### Work request
Please write out all of the entries exactly as they appear.

### Record excerpts

use std::time::{Duration, Instant};

use axum::{
    extract::{rejection::JsonRejection, State},
    http::StatusCode,
    response::{IntoResponse, Response},
    Json,
};
use chrono::Utc;
use log::{error, info};
use serde::Serialize;
use serde_json::Value;

use super::ApiState;
use crate::analyzer::sentiment::TimedSentiment;
use crate::analyzer::{AnalysisRequest, MAX_TEXT_CHARS};
use crate::config::ConfigSummary;
use crate::error::AnalysisError;

pub const MAX_BATCH_SIZE: usize = 50;

/// Error response structure
#[derive(Debug, Serialize)]
pub struct ErrorResponse {
    pub error: String,
    #[serde(skip_serializing_if = "Option::is_none")]
    pub details: Option<String>,
}

/// Custom error type that implements IntoResponse
pub enum ApiError {
    InvalidInput(String),
    AnalysisFailed(AnalysisError),
    NotFound,
}

impl IntoResponse for ApiError {
    fn into_response(self) -> Response {
        let (status, error, details) = match self {
            ApiError::InvalidInput(msg) => (StatusCode::BAD_REQUEST, msg, None),
            ApiError::AnalysisFailed(e) => (
                StatusCode::INTERNAL_SERVER_ERROR,
                "Sentiment analysis failed".to_string(),
                Some(e.to_string()),
            ),
            ApiError::NotFound => (StatusCode::NOT_FOUND, "Endpoint not found".to_string(), None),
        };

        let body = Json(ErrorResponse { error, details });
        (status, body).into_response()
    }
}

#[derive(Debug, Serialize)]
pub struct HealthResponse {
    pub status: &'static str,
    pub timestamp: String,
    pub version: &'static str,
    pub config: ConfigSummary,
}

#[derive(Debug, Serialize)]
pub struct AnalyzeResponse {
    #[serde(flatten)]
    pub sentiment: TimedSentiment,
    pub timestamp: String,
}

#[derive(Debug, Serialize)]
pub struct BatchSuccess {
    pub id: String,
    #[serde(flatten)]
    pub sentiment: TimedSentiment,
}

#[derive(Debug, Serialize)]
pub struct BatchFailure {
    pub id: String,
    pub error: String,
}

#[derive(Debug, Serialize)]
#[serde(untagged)]
pub enum BatchItem {
    Success(BatchSuccess),
    Failure(BatchFailure),
}

#[derive(Debug, Serialize)]
pub struct BatchSummary {
    pub total: usize,
    pub successful: usize,
    pub failed: usize,
    pub total_processing_time_ms: f64,
}

#[derive(Debug, Serialize)]
pub struct BatchResponse {
    pub results: Vec<BatchItem>,
    pub summary: BatchSummary,
    pub timestamp: String,
}

fn timestamp() -> String {
    Utc::now().to_rfc3339()
}

fn round_millis(duration: Duration) -> f64 {
    (duration.as_secs_f64() * 10_000.0).round() / 10.0
}

fn json_body(body: Result<Json<Value>, JsonRejection>) -> Result<Value, ApiError> {
    match body {
        Ok(Json(Value::Null)) => Err(ApiError::InvalidInput("Request body is required".into())),
        Ok(Json(value)) => Ok(value),
        Err(JsonRejection::MissingJsonContentType(_)) => Err(ApiError::InvalidInput(
            "Content-Type must be application/json".into(),
        )),
        Err(e) => Err(ApiError::InvalidInput(format!("Invalid JSON body: {}", e))),
    }
}

/// Checks the `text` field of an item and returns it trimmed.
fn validated_text(item: &Value) -> Result<String, String> {
    let text = match item.get("text") {
        None => return Err("text field is required".into()),
        Some(Value::String(text)) => text.trim(),
        Some(_) => return Err("text must be a string".into()),
    };

    if text.is_empty() {
        return Err("text cannot be empty".into());
    }
    if text.chars().count() > MAX_TEXT_CHARS {
        return Err("text cannot exceed 10,000 characters".into());
    }
    Ok(text.to_string())
}

fn build_request(text: String, item: &Value) -> AnalysisRequest {
    let mut request = AnalysisRequest::new(text);
    if let Some(language) = item.get("language").and_then(Value::as_str) {
        request.language = language.to_string();
    }
    request.context = item
        .get("context")
        .and_then(Value::as_str)
        .map(str::to_string);
    request
}

fn item_id(item: &Value, index: usize) -> String {
    match item.get("id") {
        Some(Value::String(id)) => id.clone(),
        Some(Value::Number(id)) => id.to_string(),
        _ => index.to_string(),
    }
}

/// GET /health
pub async fn health(State(state): State<ApiState>) -> Json<HealthResponse> {
    Json(HealthResponse {
        status: "healthy",
        timestamp: timestamp(),
        version: env!("CARGO_PKG_VERSION"),
        config: state.config.as_ref().clone(),
    })
}

/// POST /api/analyze
/// Classifies one text
pub async fn analyze_sentiment(
    State(state): State<ApiState>,
    body: Result<Json<Value>, JsonRejection>,
) -> Result<Json<AnalyzeResponse>, ApiError> {
    info!("Processing sentiment analysis request");

    let body = json_body(body)?;
    let text = validated_text(&body).map_err(ApiError::InvalidInput)?;
    let request = build_request(text, &body);

    let sentiment = state
        .analyzer
        .analyze(&request)
        .await
        .map_err(ApiError::AnalysisFailed)?;

    Ok(Json(AnalyzeResponse {
        sentiment,
        timestamp: timestamp(),
    }))
}

/// POST /api/batch
/// Classifies up to 50 texts one after another. A failing item is reported in
/// place and does not stop the rest.
pub async fn batch_analyze(
    State(state): State<ApiState>,
    body: Result<Json<Value>, JsonRejection>,
) -> Result<Json<BatchResponse>, ApiError> {
    info!("Processing batch sentiment analysis request");

    let body = json_body(body)?;
    let texts = match body.get("texts") {
        None => return Err(ApiError::InvalidInput("texts field is required".into())),
        Some(Value::Array(texts)) => texts,
        Some(_) => return Err(ApiError::InvalidInput("texts must be an array".into())),
    };
    if texts.is_empty() {
        return Err(ApiError::InvalidInput("texts array cannot be empty".into()));
    }
    if texts.len() > MAX_BATCH_SIZE {
        return Err(ApiError::InvalidInput(format!(
            "Cannot process more than {} texts at once",
            MAX_BATCH_SIZE
        )));
    }

    let started = Instant::now();
    let mut results = Vec::with_capacity(texts.len());

    for (index, raw_item) in texts.iter().enumerate() {
        let item = match raw_item {
            Value::String(text) => serde_json::json!({ "text": text }),
            Value::Object(_) => raw_item.clone(),
            _ => {
                results.push(BatchItem::Failure(BatchFailure {
                    id: index.to_string(),
                    error: "Invalid text item format".into(),
                }));
                continue;
            }
        };
        let id = item_id(&item, index);

        let text = match validated_text(&item) {
            Ok(text) => text,
            Err(error) => {
                results.push(BatchItem::Failure(BatchFailure { id, error }));
                continue;
            }
        };

        match state.analyzer.analyze(&build_request(text, &item)).await {
            Ok(sentiment) => results.push(BatchItem::Success(BatchSuccess { id, sentiment })),
            Err(e) => {
                error!("Batch item {} failed: {}", id, e);
                results.push(BatchItem::Failure(BatchFailure {
                    id,
                    error: format!("Analysis failed: {}", e),
                }));
            }
        }
    }

    let successful = results
        .iter()
        .filter(|r| matches!(r, BatchItem::Success(_)))
        .count();
    let failed = results.len() - successful;

    info!(
        "Batch analysis completed: {} successful, {} failed",
        successful, failed
    );

    Ok(Json(BatchResponse {
        summary: BatchSummary {
            total: texts.len(),
            successful,
            failed,
            total_processing_time_ms: round_millis(started.elapsed()),
        },
        results,
        timestamp: timestamp(),
    }))
}

pub async fn not_found() -> ApiError {
    ApiError::NotFound
}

### Result for this exercise
use std::time::{Duration, Instant};

use axum::{
    extract::{rejection::JsonRejection, State},
    http::StatusCode,
    response::{IntoResponse, Response},
    Json,
};
use chrono::Utc;
use log::{error, info};
use serde::Serialize;
use serde_json::Value;

use super::ApiState;
use crate::analyzer::sentiment::TimedSentiment;
use crate::analyzer::{AnalysisRequest, MAX_TEXT_CHARS};
use crate::config::ConfigSummary;
use crate::error::AnalysisError;

pub const MAX_BATCH_SIZE: usize = 50;

/// Error response structure
#[derive(Debug, Serialize)]
pub struct ErrorResponse {
    pub error: String,
    #[serde(skip_serializing_if = "Option::is_none")]
    pub details: Option<String>,
}

/// Custom error type that implements IntoResponse
pub enum ApiError {
    InvalidInput(String),
    AnalysisFailed(AnalysisError),
    NotFound,
}

impl IntoResponse for ApiError {
    fn into_response(self) -> Response {
        let (status, error, details) = match self {
            ApiError::InvalidInput(msg) => (StatusCode::BAD_REQUEST, msg, None),
            ApiError::AnalysisFailed(e) => (
                StatusCode::INTERNAL_SERVER_ERROR,
                "Sentiment analysis failed".to_string(),
                Some(e.to_string()),
            ),
            ApiError::NotFound => (StatusCode::NOT_FOUND, "Endpoint not found".to_string(), None),
        };

        let body = Json(ErrorResponse { error, details });
        (status, body).into_response()
    }
}

#[derive(Debug, Serialize)]
pub struct HealthResponse {
    pub status: &'static str,
    pub timestamp: String,
    pub version: &'static str,
    pub config: ConfigSummary,
}

#[derive(Debug, Serialize)]
pub struct AnalyzeResponse {
    #[serde(flatten)]
    pub sentiment: TimedSentiment,
    pub timestamp: String,
}

#[derive(Debug, Serialize)]
pub struct BatchSuccess {
    pub id: String,
    #[serde(flatten)]
    pub sentiment: TimedSentiment,
}

#[derive(Debug, Serialize)]
pub struct BatchFailure {
    pub id: String,
    pub error: String,
}

#[derive(Debug, Serialize)]
#[serde(untagged)]
pub enum BatchItem {
    Success(BatchSuccess),
    Failure(BatchFailure),
}

#[derive(Debug, Serialize)]
pub struct BatchSummary {
    pub total: usize,
    pub successful: usize,
    pub failed: usize,
    pub total_processing_time_ms: f64,
}

#[derive(Debug, Serialize)]
pub struct BatchResponse {
    pub results: Vec<BatchItem>,
    pub summary: BatchSummary,
    pub timestamp: String,
}

fn timestamp() -> String {
    Utc::now().to_rfc3339()
}

fn round_millis(duration: Duration) -> f64 {
    (duration.as_secs_f64() * 10_000.0).round() / 10.0
}

fn json_body(body: Result<Json<Value>, JsonRejection>) -> Result<Value, ApiError> {
    match body {
        Ok(Json(Value::Null)) => Err(ApiError::InvalidInput("Request body is required".into())),
        Ok(Json(value)) => Ok(value),
        Err(JsonRejection::MissingJsonContentType(_)) => Err(ApiError::InvalidInput(
            "Content-Type must be application/json".into(),
        )),
        Err(e) => Err(ApiError::InvalidInput(format!("Invalid JSON body: {}", e))),
    }
}

/// Checks the `text` field of an item and returns it trimmed.
fn validated_text(item: &Value) -> Result<String, String> {
    let text = match item.get("text") {
        None => return Err("text field is required".into()),
        Some(Value::String(text)) => text.trim(),
        Some(_) => return Err("text must be a string".into()),
    };

    if text.is_empty() {
        return Err("text cannot be empty".into());
    }
    if text.chars().count() > MAX_TEXT_CHARS {
        return Err("text cannot exceed 10,000 characters".into());
    }
    Ok(text.to_string())
}

fn build_request(text: String, item: &Value) -> AnalysisRequest {
    let mut request = AnalysisRequest::new(text);
    if let Some(language) = item.get("language").and_then(Value::as_str) {
        request.language = language.to_string();
    }
    request.context = item
        .get("context")
        .and_then(Value::as_str)
        .map(str::to_string);
    request
}

fn item_id(item: &Value, index: usize) -> String {
    match item.get("id") {
        Some(Value::String(id)) => id.clone(),
        Some(Value::Number(id)) => id.to_string(),
        _ => index.to_string(),
    }
}

/// GET /health
pub async fn health(State(state): State<ApiState>) -> Json<HealthResponse> {
    Json(HealthResponse {
        status: "healthy",
        timestamp: timestamp(),
        version: env!("CARGO_PKG_VERSION"),
        config: state.config.as_ref().clone(),
    })
}

/// POST /api/analyze
/// Classifies one text
pub async fn analyze_sentiment(
    State(state): State<ApiState>,
    body: Result<Json<Value>, JsonRejection>,
) -> Result<Json<AnalyzeResponse>, ApiError> {
    info!("Processing sentiment analysis request");

    let body = json_body(body)?;
    let text = validated_text(&body).map_err(ApiError::InvalidInput)?;
    let request = build_request(text, &body);

    let sentiment = state
        .analyzer
        .analyze(&request)
        .await
        .map_err(ApiError::AnalysisFailed)?;

    Ok(Json(AnalyzeResponse {
        sentiment,
        timestamp: timestamp(),
    }))
}

/// POST /api/batch
/// Classifies up to 50 texts one after another. A failing item is reported in
/// place and does not stop the rest.
pub async fn batch_analyze(
    State(state): State<ApiState>,
    body: Result<Json<Value>, JsonRejection>,
) -> Result<Json<BatchResponse>, ApiError> {
    info!("Processing batch sentiment analysis request");

    let body = json_body(body)?;
    let texts = match body.get("texts") {
        None => return Err(ApiError::InvalidInput("texts field is required".into())),
        Some(Value::Array(texts)) => texts,
        Some(_) => return Err(ApiError::InvalidInput("texts must be an array".into())),
    };
    if texts.is_empty() {
        return Err(ApiError::InvalidInput("texts array cannot be empty".into()));
    }
    if texts.len() > MAX_BATCH_SIZE {
        return Err(ApiError::InvalidInput(format!(
            "Cannot process more than {} texts at once",
            MAX_BATCH_SIZE
        )));
    }

    let started = Instant::now();
    let mut results = Vec::with_capacity(texts.len());

    for (index, raw_item) in texts.iter().enumerate() {
        let item = match raw_item {
            Value::String(text) => serde_json::json!({ "text": text }),
            Value::Object(_) => raw_item.clone(),
            _ => {
                results.push(BatchItem::Failure(BatchFailure {
                    id: index.to_string(),
                    error: "Invalid text item format".into(),
                }));
                continue;
            }
        };
        let id = item_id(&item, index);

        let text = match validated_text(&item) {
            Ok(text) => text,
            Err(error) => {
                results.push(BatchItem::Failure(BatchFailure { id, error }));
                continue;
            }
        };

        match state.analyzer.analyze(&build_request(text, &item)).await {
            Ok(sentiment) => results.push(BatchItem::Success(BatchSuccess { id, sentiment })),
            Err(e) => {
                error!("Batch item {} failed: {}", id, e);
                results.push(BatchItem::Failure(BatchFailure {
                    id,
                    error: format!("Analysis failed: {}", e),
                }));
            }
        }
    }

    let successful = results
        .iter()
        .filter(|r| matches!(r, BatchItem::Success(_)))
        .count();
    let failed = results.len() - successful;

    info!(
        "Batch analysis completed: {} successful, {} failed",
        successful, failed
    );

    Ok(Json(BatchResponse {
        summary: BatchSummary {
            total: texts.len(),
            successful,
            failed,
            total_processing_time_ms: round_millis(started.elapsed()),
        },
        results,
        timestamp: timestamp(),
    }))
}

pub async fn not_found() -> ApiError {
    ApiError::NotFound
}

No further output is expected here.